_Exercise requirements:_
Starting at the first line below, copy through to the last line exactly.

--

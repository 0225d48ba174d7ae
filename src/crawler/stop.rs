//! Stop signalling and shutdown phases

use std::fmt;
use std::sync::{Arc, OnceLock};
use tokio_util::sync::CancellationToken;

/// Why a crawl stopped
#[derive(Debug, Clone, Copy, PartialEq, Eq)]
pub enum StopReason {
    /// `StopHandle::request_stop`, e.g. Ctrl-C
    Requested,
    /// `max-pages` reached
    MaxPages,
    /// Nothing left to crawl
    Completed,
}

impl fmt::Display for StopReason {
    fn fmt(&self, f: &mut fmt::Formatter<'_>) -> fmt::Result {
        match self {
            StopReason::Requested => write!(f, "stop requested"),
            StopReason::MaxPages => write!(f, "page limit reached"),
            StopReason::Completed => write!(f, "crawl complete"),
        }
    }
}

/// Cloneable handle that ends a running crawl
///
/// The first reason recorded wins; later calls only re-cancel.
#[derive(Debug, Clone, Default)]
pub struct StopHandle {
    token: CancellationToken,
    reason: Arc<OnceLock<StopReason>>,
}

impl StopHandle {
    pub fn new() -> Self {
        Self::default()
    }

    /// Records `reason` and signals every waiter
    ///
    /// Returns true if this call set the reason.
    pub fn stop(&self, reason: StopReason) -> bool {
        let first = self.reason.set(reason).is_ok();
        self.token.cancel();
        first
    }

    pub fn request_stop(&self) {
        self.stop(StopReason::Requested);
    }

    pub fn is_stopped(&self) -> bool {
        self.token.is_cancelled()
    }

    pub fn reason(&self) -> Option<StopReason> {
        self.reason.get().copied()
    }

    /// Completes once the crawl has been told to stop
    pub async fn stopped(&self) {
        self.token.cancelled().await
    }
}

/// Orchestrator shutdown state machine
///
/// `Running -> Draining -> Stopped`, passing through `Forced` when a task
/// misses the shutdown deadline and has to be aborted.
#[derive(Debug, Clone, Copy, PartialEq, Eq)]
pub enum ShutdownPhase {
    Running,
    Draining,
    Forced,
    Stopped,
}

impl ShutdownPhase {
    /// Moves to `next` if it is a later phase
    pub fn advance(&mut self, next: ShutdownPhase) {
        if next.rank() > self.rank() {
            tracing::debug!("Shutdown phase {:?} -> {:?}", self, next);
            *self = next;
        }
    }

    fn rank(self) -> u8 {
        match self {
            ShutdownPhase::Running => 0,
            ShutdownPhase::Draining => 1,
            ShutdownPhase::Forced => 2,
            ShutdownPhase::Stopped => 3,
        }
    }
}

--

_Written answer:_
repository 0225d48ba174d7ae
filename src/crawler/stop.rs
//! Stop signalling and shutdown phases

use std::fmt;
use std::sync::{Arc, OnceLock};
use tokio_util::sync::CancellationToken;

/// Why a crawl stopped
#[derive(Debug, Clone, Copy, PartialEq, Eq)]
pub enum StopReason {
    /// `StopHandle::request_stop`, e.g. Ctrl-C
    Requested,
    /// `max-pages` reached
    MaxPages,
    /// Nothing left to crawl
    Completed,
}

impl fmt::Display for StopReason {
    fn fmt(&self, f: &mut fmt::Formatter<'_>) -> fmt::Result {
        match self {
            StopReason::Requested => write!(f, "stop requested"),
            StopReason::MaxPages => write!(f, "page limit reached"),
            StopReason::Completed => write!(f, "crawl complete"),
        }
    }
}

/// Cloneable handle that ends a running crawl
///
/// The first reason recorded wins; later calls only re-cancel.
#[derive(Debug, Clone, Default)]
pub struct StopHandle {
    token: CancellationToken,
    reason: Arc<OnceLock<StopReason>>,
}

impl StopHandle {
    pub fn new() -> Self {
        Self::default()
    }

    /// Records `reason` and signals every waiter
    ///
    /// Returns true if this call set the reason.
    pub fn stop(&self, reason: StopReason) -> bool {
        let first = self.reason.set(reason).is_ok();
        self.token.cancel();
        first
    }

    pub fn request_stop(&self) {
        self.stop(StopReason::Requested);
    }

    pub fn is_stopped(&self) -> bool {
        self.token.is_cancelled()
    }

    pub fn reason(&self) -> Option<StopReason> {
        self.reason.get().copied()
    }

    /// Completes once the crawl has been told to stop
    pub async fn stopped(&self) {
        self.token.cancelled().await
    }
}

/// Orchestrator shutdown state machine
///
/// `Running -> Draining -> Stopped`, passing through `Forced` when a task
/// misses the shutdown deadline and has to be aborted.
#[derive(Debug, Clone, Copy, PartialEq, Eq)]
pub enum ShutdownPhase {
    Running,
    Draining,
    Forced,
    Stopped,
}

impl ShutdownPhase {
    /// Moves to `next` if it is a later phase
    pub fn advance(&mut self, next: ShutdownPhase) {
        if next.rank() > self.rank() {
            tracing::debug!("Shutdown phase {:?} -> {:?}", self, next);
            *self = next;
        }
    }

    fn rank(self) -> u8 {
        match self {
            ShutdownPhase::Running => 0,
            ShutdownPhase::Draining => 1,
            ShutdownPhase::Forced => 2,
            ShutdownPhase::Stopped => 3,
        }
    }
}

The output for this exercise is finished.